2022/06/23 18:46:09 [INFO] Running fabio as UID=0 EUID=0 GID=0
2022/06/23 18:46:09 [WARN] 

    ************************************************************
    You are running fabio as root without the '-insecure' flag
    This will stop working with fabio 1.7!
    ************************************************************

2022/06/23 18:46:09 [INFO] Registering metrics provider "prometheus"
panic: descriptor Desc{fqName: "1ea85cb2f2e1_fabio_route", help: "", constLabels: {}, variableLabels: [service host path target]} is invalid: "1ea85cb2f2e1_fabio_route" is not a valid metric name

goroutine 1 [running]:
github.com/prometheus/client_golang/prometheus.(*Registry).MustRegister(0xc00022b920?, {0xc0002805b0?, 0x1, 0x0?})
    /Users/njohnson/jetbrains/fabio/pkg/mod/github.com/prometheus/client_golang@v1.4.0/prometheus/registry.go:400 +0x7f
github.com/prometheus/client_golang/prometheus.MustRegister(...)
    /Users/njohnson/jetbrains/fabio/pkg/mod/github.com/prometheus/client_golang@v1.4.0/prometheus/registry.go:177
github.com/go-kit/kit/metrics/prometheus.NewHistogramFrom({{0xc00022b920, 0x12}, {0x0, 0x0}, {0xcb84c0, 0x5}, {0x0, 0x0}, 0x0, {0xc0000b4580, ...}}, ...)
    /Users/njohnson/jetbrains/fabio/pkg/mod/github.com/go-kit/kit@v0.9.0/metrics/prometheus/prometheus.go:135 +0xb7
github.com/fabiolb/fabio/metrics.(*PromProvider).NewHistogram(0xc0000798c0, {0xcb84c0?, 0xc0000f1de0?}, {0xc00024a740, 0x4, 0x4})
    /Users/njohnson/jetbrains/fabio/src/github.com/fabiolb/fabio/metrics/provider_prometheus.go:49 +0x139
github.com/fabiolb/fabio/metrics.(*MultiProvider).NewHistogram(0xc0000021a0?, {0xcb84c0, 0x5}, {0xc00024a740, 0x4, 0x4})
    /Users/njohnson/jetbrains/fabio/src/github.com/fabiolb/fabio/metrics/provider_multi.go:37 +0x15c
github.com/fabiolb/fabio/route.SetMetricsProvider({0xe2fc78, 0xc00000dc08})
    /Users/njohnson/jetbrains/fabio/src/github.com/fabiolb/fabio/route/table.go:46 +0xa7
main.main()
    /Users/njohnson/jetbrains/fabio/src/github.com/fabiolb/fabio/main.go:128 +0x6c5

NB *Why is the hostname prepended? It would be much more logical and useful (IMHO) if that is set as a label. Now I have to apply metric relabelling in prometheus to get aggregated stats (or am I doing something wrong?)

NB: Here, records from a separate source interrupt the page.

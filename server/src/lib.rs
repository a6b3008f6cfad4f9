use anyhow::Result;
use axum::{extract::{Path, Query, State}, http::StatusCode, routing::{get, post}, Json, Router};
use search_core::{ingest_page, DocId, EngineConfig, IndexBuilder, IndexPaths, Normalizer, Page, SearchEngine, SledStore, Store};
use serde::{Deserialize, Serialize};
use std::sync::Arc;
use tower_http::cors::{AllowOrigin, Any, CorsLayer};
use tower_http::trace::TraceLayer;

#[derive(Deserialize)]
pub struct SearchParams {
    pub q: String,
    #[serde(default = "default_limit")]
    pub limit: usize,
    #[serde(default)]
    pub offset: usize,
}
fn default_limit() -> usize { 10 }

#[derive(Serialize)]
pub struct SearchResponse {
    pub query: String,
    pub took_s: f64,
    pub total_hits: usize,
    pub results: Vec<SearchHit>,
}

#[derive(Serialize)]
pub struct SearchHit {
    pub doc_id: DocId,
    pub score: f64,
    pub title: String,
    pub url: Option<String>,
    pub last_modified: Option<String>,
    pub size: Option<u64>,
}

#[derive(Clone)]
pub struct AppState {
    pub store: Arc<SledStore>,
    pub builder: Arc<IndexBuilder<SledStore>>,
    pub engine: Arc<SearchEngine<SledStore>>,
    pub admin_token: Option<String>,
}

type ApiError = (StatusCode, String);

fn internal(err: search_core::Error) -> ApiError {
    tracing::error!(error = %err, "request failed");
    (StatusCode::INTERNAL_SERVER_ERROR, err.to_string())
}

pub fn build_app(index_dir: String) -> Result<Router> {
    let admin_token = std::env::var("ADMIN_TOKEN").ok();
    build_app_with(index_dir, EngineConfig::default(), Normalizer::default(), admin_token)
}

pub fn build_app_with(index_dir: String, config: EngineConfig, normalizer: Normalizer, admin_token: Option<String>) -> Result<Router> {
    let store = Arc::new(SledStore::open(&IndexPaths::new(&index_dir))?);
    let builder = Arc::new(
        IndexBuilder::new(Arc::clone(&store), normalizer.clone()).with_summary_size(config.summary_size),
    );
    let engine = Arc::new(SearchEngine::new(Arc::clone(&store), normalizer, config));
    tracing::info!(index_dir = %index_dir, documents = store.document_count()?, "opened index");
    let app_state = AppState { store, builder, engine, admin_token };

    // CORS: read CORS_ALLOW_ORIGIN (comma-separated) or allow Any by default
    let cors = match std::env::var("CORS_ALLOW_ORIGIN") {
        Ok(val) => {
            let origins: Vec<_> = val
                .split(',')
                .filter_map(|s| s.trim().parse().ok())
                .collect();
            if origins.is_empty() {
                CorsLayer::new().allow_origin(Any).allow_methods(Any).allow_headers(Any)
            } else {
                CorsLayer::new().allow_origin(AllowOrigin::list(origins)).allow_methods(Any).allow_headers(Any)
            }
        }
        Err(_) => CorsLayer::new().allow_origin(Any).allow_methods(Any).allow_headers(Any),
    };

    let app = Router::new()
        .route("/health", get(|| async { "ok" }))
        .route("/search", get(search_handler))
        .route("/doc/:doc_id", get(doc_handler))
        .route("/index/batch", post(index_batch))
        .with_state(app_state)
        .layer(cors)
        .layer(TraceLayer::new_for_http());
    Ok(app)
}

pub async fn search_handler(State(state): State<AppState>, Query(params): Query<SearchParams>) -> Result<Json<SearchResponse>, ApiError> {
    let start = std::time::Instant::now();
    let ranked = state.engine.search(&params.q).map_err(internal)?;
    let total_hits = ranked.len();
    let limit = params.limit.max(1).min(state.engine.config().max_results);

    let mut results: Vec<SearchHit> = Vec::new();
    for hit in ranked.into_iter().skip(params.offset).take(limit) {
        let meta = state.store.get_document(hit.doc_id).map_err(internal)?;
        let view = match meta {
            Some(meta) => SearchHit {
                doc_id: hit.doc_id,
                score: hit.score,
                title: meta.title,
                url: Some(meta.url),
                last_modified: meta.last_modified,
                size: Some(meta.size),
            },
            None => SearchHit { doc_id: hit.doc_id, score: hit.score, title: String::new(), url: None, last_modified: None, size: None },
        };
        results.push(view);
    }

    let elapsed = start.elapsed();
    Ok(Json(SearchResponse { query: params.q, took_s: elapsed.as_secs_f64(), total_hits, results }))
}

pub async fn doc_handler(State(state): State<AppState>, Path(doc_id): Path<DocId>) -> Result<Json<serde_json::Value>, ApiError> {
    let Some(meta) = state.store.get_document(doc_id).map_err(internal)? else {
        return Err((StatusCode::NOT_FOUND, "not found".into()));
    };
    let mut keywords = Vec::new();
    for keyword in state.store.get_forward_summary(doc_id).map_err(internal)?.unwrap_or_default() {
        if let Some(word) = state.store.get_word_for_id(keyword.term_id).map_err(internal)? {
            keywords.push(serde_json::json!([word, keyword.frequency]));
        }
    }
    let parents = state.store.get_incoming_links(doc_id).map_err(internal)?;
    Ok(Json(serde_json::json!({
        "doc_id": doc_id,
        "title": meta.title,
        "url": meta.url,
        "last_modified": meta.last_modified,
        "size": meta.size,
        "text": meta.body,
        "keywords": keywords,
        "parent_links": parents,
        "child_links": meta.links,
    })))
}

// --- Admin endpoints ---
async fn index_batch(State(state): State<AppState>, headers: axum::http::HeaderMap, Json(pages): Json<Vec<Page>>) -> Result<Json<serde_json::Value>, ApiError> {
    authorize(&state, &headers)?;
    let mut doc_ids = Vec::with_capacity(pages.len());
    for page in &pages {
        doc_ids.push(ingest_page(&state.builder, page).map_err(internal)?);
    }
    state.store.flush().map_err(internal)?;
    state.engine.clear_caches();
    tracing::info!(pages = doc_ids.len(), "indexed batch");
    Ok(Json(serde_json::json!({ "indexed": doc_ids.len(), "doc_ids": doc_ids })))
}

fn authorize(state: &AppState, headers: &axum::http::HeaderMap) -> Result<(), ApiError> {
    let required = match &state.admin_token {
        Some(t) => t,
        None => return Err((StatusCode::UNAUTHORIZED, "ADMIN_TOKEN not set".into())),
    };
    let provided = headers.get("X-ADMIN-TOKEN").and_then(|v| v.to_str().ok()).unwrap_or("");
    if provided == required {
        Ok(())
    } else {
        Err((StatusCode::UNAUTHORIZED, "invalid admin token".into()))
    }
}
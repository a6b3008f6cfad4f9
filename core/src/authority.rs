//! Link-based document authority, computed PageRank-style over the link graph
//! recorded in the store.

use crate::persist::Store;
use crate::{DocId, Result};
use std::collections::{BTreeSet, HashMap};

#[derive(Debug, Clone, Copy)]
pub struct AuthorityParams {
    pub damping: f64,
    pub max_iterations: usize,
    pub tolerance: f64,
}

impl Default for AuthorityParams {
    fn default() -> Self {
        Self { damping: 0.85, max_iterations: 10, tolerance: 1e-5 }
    }
}

/// A point-in-time copy of the link graph. Parents outside the known
/// document set are dropped.
#[derive(Debug, Clone, Default)]
pub struct LinkGraph {
    docs: Vec<DocId>,
    incoming: HashMap<DocId, Vec<DocId>>,
    out_degree: HashMap<DocId, usize>,
}

impl LinkGraph {
    pub fn snapshot<S: Store + ?Sized>(store: &S, docs: &BTreeSet<DocId>) -> Result<Self> {
        let mut graph = LinkGraph { docs: docs.iter().copied().collect(), ..Default::default() };
        for &doc in docs {
            let parents: Vec<DocId> = store.get_incoming_links(doc)?.into_iter().filter(|p| docs.contains(p)).collect();
            graph.incoming.insert(doc, parents);
            graph.out_degree.insert(doc, store.get_outgoing_links(doc)?.len());
        }
        Ok(graph)
    }

    /// Build from `(parent, child)` edges.
    pub fn from_edges(docs: impl IntoIterator<Item = DocId>, edges: &[(DocId, DocId)]) -> Self {
        let docs: BTreeSet<DocId> = docs.into_iter().collect();
        let mut graph = LinkGraph { docs: docs.iter().copied().collect(), ..Default::default() };
        let mut seen = BTreeSet::new();
        for &(parent, child) in edges {
            if !seen.insert((parent, child)) {
                continue;
            }
            *graph.out_degree.entry(parent).or_insert(0) += 1;
            if docs.contains(&parent) && docs.contains(&child) {
                graph.incoming.entry(child).or_default().push(parent);
            }
        }
        graph
    }

    pub fn len(&self) -> usize {
        self.docs.len()
    }

    pub fn is_empty(&self) -> bool {
        self.docs.is_empty()
    }
}

/// Scores summing to 1. An empty graph yields an empty map.
pub fn compute(graph: &LinkGraph, params: AuthorityParams) -> HashMap<DocId, f64> {
    let n = graph.docs.len();
    if n == 0 {
        return HashMap::new();
    }
    let n_f = n as f64;
    let d = params.damping;
    let mut scores: HashMap<DocId, f64> = graph.docs.iter().map(|&doc| (doc, 1.0 / n_f)).collect();

    for round in 0..params.max_iterations {
        let mut next = HashMap::with_capacity(n);
        let mut delta = 0.0;
        for &doc in &graph.docs {
            let inflow: f64 = graph
                .incoming
                .get(&doc)
                .map(|parents| {
                    parents
                        .iter()
                        .map(|p| scores[p] / graph.out_degree.get(p).copied().unwrap_or(0).max(1) as f64)
                        .sum::<f64>()
                })
                .unwrap_or(0.0);
            let score = (1.0 - d) / n_f + d * inflow;
            delta += (score - scores[&doc]).abs();
            next.insert(doc, score);
        }
        scores = next;
        if delta < params.tolerance {
            tracing::debug!(round, delta, "authority converged");
            break;
        }
    }

    let total: f64 = scores.values().sum();
    if total > 0.0 {
        for score in scores.values_mut() {
            *score /= total;
        }
    }
    scores
}
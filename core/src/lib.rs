pub mod authority;
pub mod builder;
pub mod cache;
pub mod config;
pub mod error;
pub mod index;
pub mod ingest;
pub mod persist;
pub mod query;
pub mod search;
pub mod stemmer;
pub mod tokenizer;

pub use builder::IndexBuilder;
pub use config::{CacheConfig, EngineConfig};
pub use error::{Error, Result};
pub use index::*;
pub use ingest::{ingest_page, Page};
pub use persist::{IndexPaths, SledStore, Store};
pub use search::{SearchEngine, SearchHit};
pub use tokenizer::Normalizer;
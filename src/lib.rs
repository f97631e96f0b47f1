pub mod arm;
pub mod config;
pub mod error;
pub mod geometry;
pub mod grid;
pub mod maze;
pub mod transform;

use std::time::Instant;

use log::info;

use config::SceneConfig;
pub use error::{Error, Result};
use maze::Maze;

pub struct Timing {
    pub name: &'static str,
    pub ms: f64,
}

/// Build the arm described by `scene` and rasterize its configuration space.
pub fn build_maze(scene: &SceneConfig) -> Result<(Maze, Vec<Timing>)> {
    let mut timings = Vec::new();
    let total_start = Instant::now();

    // 1. Arm in its initial pose
    let t = Instant::now();
    let arm = scene.build_arm()?;
    timings.push(Timing {
        name: "arm",
        ms: t.elapsed().as_secs_f64() * 1000.0,
    });

    // 2. Sweep every angle tuple
    let t = Instant::now();
    let maze = transform::transform_to_maze(
        &arm,
        &scene.goals,
        &scene.obstacles,
        scene.window,
        scene.granularity,
    )?;
    timings.push(Timing {
        name: "rasterize",
        ms: t.elapsed().as_secs_f64() * 1000.0,
    });

    let counts = maze.counts();
    info!(
        "maze {:?}: {} free, {} wall, {} goal, start {:?}",
        maze.dims(),
        counts.free + counts.start,
        counts.wall,
        counts.goal,
        maze.start()
    );

    let total_ms = total_start.elapsed().as_secs_f64() * 1000.0;
    timings.push(Timing {
        name: "TOTAL",
        ms: total_ms,
    });

    Ok((maze, timings))
}
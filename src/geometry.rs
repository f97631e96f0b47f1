use serde::{Deserialize, Serialize};

use crate::error::{Error, Result};

/// Integer point in window pixel space. y grows downward.
#[derive(Clone, Copy, Debug, Default, PartialEq, Eq, Hash, Serialize, Deserialize)]
pub struct Point {
    pub x: i32,
    pub y: i32,
}

impl Point {
    pub const fn new(x: i32, y: i32) -> Self {
        Self { x, y }
    }
}

/// Circular goal or obstacle.
#[derive(Clone, Copy, Debug, PartialEq, Serialize, Deserialize)]
pub struct Circle {
    pub x: f64,
    pub y: f64,
    pub radius: f64,
}

impl Circle {
    pub const fn new(x: f64, y: f64, radius: f64) -> Self {
        Self { x, y, radius }
    }

    /// Reject circles the distance math is not defined for.
    pub fn validate(&self, kind: &'static str, index: usize) -> Result<()> {
        let reason = if !(self.x.is_finite() && self.y.is_finite()) {
            "center is not finite"
        } else if !self.radius.is_finite() {
            "radius is not finite"
        } else if self.radius < 0.0 {
            "radius is negative"
        } else {
            return Ok(());
        };
        Err(Error::InvalidCircle {
            kind,
            index,
            reason,
        })
    }
}

/// Drawable area, `[0, width] x [0, height]` inclusive.
#[derive(Clone, Copy, Debug, PartialEq, Eq, Serialize, Deserialize)]
pub struct Window {
    pub width: i32,
    pub height: i32,
}

impl Window {
    pub const fn new(width: i32, height: i32) -> Self {
        Self { width, height }
    }

    #[inline]
    pub fn contains(&self, p: Point) -> bool {
        p.x >= 0 && p.x <= self.width && p.y >= 0 && p.y <= self.height
    }
}

/// One arm link as realised for a concrete angle tuple.
#[derive(Clone, Copy, Debug, PartialEq)]
pub struct LinkSegment {
    pub start: Point,
    pub end: Point,
    /// Clearance kept from obstacles. Not applied to goals.
    pub padding: f64,
}

impl LinkSegment {
    pub const fn new(start: Point, end: Point, padding: f64) -> Self {
        Self {
            start,
            end,
            padding,
        }
    }
}

/// Which buffer a contact test applies.
#[derive(Clone, Copy, Debug, PartialEq, Eq)]
pub enum Contact {
    /// Distance is compared against `radius + link.padding`.
    Obstacle,
    /// Distance is compared against `radius` alone.
    Goal,
}

/// Endpoint of a rigid link of `length` leaving `start` at `angle` degrees
/// (counter-clockwise on screen).
///
/// Offsets are truncated toward zero, not rounded, so grids stay
/// reproducible across runs: `-93.97` becomes `-93`.
pub fn compute_coordinate(start: Point, length: f64, angle: f64) -> Point {
    let rad = angle.to_radians();
    let dx = (length * rad.cos()) as i32;
    let dy = (length * rad.sin()) as i32;
    Point::new(start.x + dx, start.y - dy)
}

#[inline]
pub fn euclidean_distance(a: (f64, f64), b: (f64, f64)) -> f64 {
    (a.0 - b.0).hypot(a.1 - b.1)
}

/// Minimum distance from `point` to the segment `seg_start..seg_end`.
///
/// A degenerate segment is treated as the single point `seg_start`.
pub fn point_segment_distance(seg_start: Point, seg_end: Point, point: (f64, f64)) -> f64 {
    let (x1, y1) = (seg_start.x as f64, seg_start.y as f64);
    let px = (seg_end.x - seg_start.x) as f64;
    let py = (seg_end.y - seg_start.y) as f64;

    let norm = px * px + py * py;
    if norm == 0.0 {
        return euclidean_distance((x1, y1), point);
    }

    let u = (((point.0 - x1) * px + (point.1 - y1) * py) / norm).clamp(0.0, 1.0);
    euclidean_distance((x1 + u * px, y1 + u * py), point)
}

/// True if any link comes within reach of any circle.
/// Closed boundary: exact tangency is contact.
pub fn touches_any(links: &[LinkSegment], circles: &[Circle], contact: Contact) -> bool {
    links.iter().any(|link| {
        let buffer = match contact {
            Contact::Obstacle => link.padding,
            Contact::Goal => 0.0,
        };
        circles.iter().any(|c| {
            point_segment_distance(link.start, link.end, (c.x, c.y)) <= c.radius + buffer
        })
    })
}

/// True if the arm tip lies inside or on any goal circle.
pub fn tip_touches_goal(tip: Point, goals: &[Circle]) -> bool {
    let tip = (tip.x as f64, tip.y as f64);
    goals
        .iter()
        .any(|g| euclidean_distance(tip, (g.x, g.y)) <= g.radius)
}

/// True if both endpoints of every link lie inside the window.
pub fn within_window(links: &[LinkSegment], window: Window) -> bool {
    links
        .iter()
        .all(|l| window.contains(l.start) && window.contains(l.end))
}
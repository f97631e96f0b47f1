use std::path::Path;

use serde::{Deserialize, Serialize};

use crate::arm::{AngleLimit, Arm, LinkSpec};
use crate::error::Result;
use crate::geometry::{Circle, Point, Window};

/// Everything needed to rasterize one configuration space.
/// Missing fields fall back to the built-in two-link scene.
#[derive(Clone, Debug, PartialEq, Serialize, Deserialize)]
#[serde(default)]
pub struct SceneConfig {
    pub window: Window,
    pub base: Point,
    pub links: Vec<LinkSpec>,
    pub goals: Vec<Circle>,
    pub obstacles: Vec<Circle>,
    /// Degrees per grid step.
    pub granularity: i32,
}

impl Default for SceneConfig {
    fn default() -> Self {
        Self {
            window: Window::new(300, 200),
            base: Point::new(150, 200),
            links: vec![
                LinkSpec {
                    length: 100.0,
                    angle: 90,
                    padding: 15.0,
                    limits: AngleLimit::new(0, 180),
                },
                LinkSpec {
                    length: 50.0,
                    angle: -60,
                    padding: 10.0,
                    limits: AngleLimit::new(-150, 150),
                },
            ],
            goals: vec![Circle::new(230.0, 90.0, 10.0)],
            obstacles: vec![Circle::new(60.0, 120.0, 10.0), Circle::new(110.0, 40.0, 10.0)],
            granularity: 2,
        }
    }
}

impl SceneConfig {
    pub fn from_json(text: &str) -> Result<Self> {
        Ok(serde_json::from_str(text)?)
    }

    pub fn load(path: &Path) -> Result<Self> {
        let text = std::fs::read_to_string(path)?;
        Self::from_json(&text)
    }

    /// Arm in its initial configuration.
    pub fn build_arm(&self) -> Result<Arm> {
        Arm::new(self.base, &self.links)
    }
}
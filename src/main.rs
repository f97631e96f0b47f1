use std::path::PathBuf;

use armmaze::config::SceneConfig;
use clap::Parser;
use env_logger::Env;
use log::info;

#[derive(Parser)]
#[command(name = "armmaze")]
#[command(about = "Rasterize a planar arm's configuration space into a maze")]
#[command(version)]
struct Cli {
    /// Scene file (JSON). Uses the built-in two-link scene when omitted.
    #[arg(short, long)]
    config: Option<PathBuf>,

    /// Degrees per grid step, overriding the scene
    #[arg(short, long)]
    granularity: Option<i32>,

    /// Output maze file
    #[arg(short, long, default_value = "artifacts/maze.txt")]
    out: PathBuf,

    /// Verbose output
    #[arg(short, long)]
    verbose: bool,
}

fn main() -> armmaze::Result<()> {
    let cli = Cli::parse();

    let log_level = if cli.verbose { "debug" } else { "info" };
    env_logger::Builder::from_env(Env::default().default_filter_or(log_level)).init();

    let mut scene = match &cli.config {
        Some(path) => SceneConfig::load(path)?,
        None => SceneConfig::default(),
    };
    if let Some(g) = cli.granularity {
        scene.granularity = g;
    }

    info!(
        "Rasterizing {} links, granularity={}, {} goals, {} obstacles",
        scene.links.len(),
        scene.granularity,
        scene.goals.len(),
        scene.obstacles.len()
    );

    let (maze, timings) = armmaze::build_maze(&scene)?;

    info!("Timings:");
    for t in &timings {
        info!("  {:20} {:8.1} ms", t.name, t.ms);
    }

    maze.write_to(&cli.out)?;
    info!("Saved {}", cli.out.display());

    Ok(())
}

nathanejohnson commented 2 years ago

The hostname is part of the default metrics.prefix, as documented here:

https://fabiolb.net/ref/metrics.prefix/

This can of course be overridden. The reason for the panic is that your hostname starts with a number, which is an invalid prometheus metric name as documented here:

https://prometheus.io/docs/concepts/data_model/#metric-names-and-labels

Can you verify that defining a metrics.prefix fixes your issue?

Thanks!

tino commented 1 year ago

I can verify that setting the prefix works!

Thanks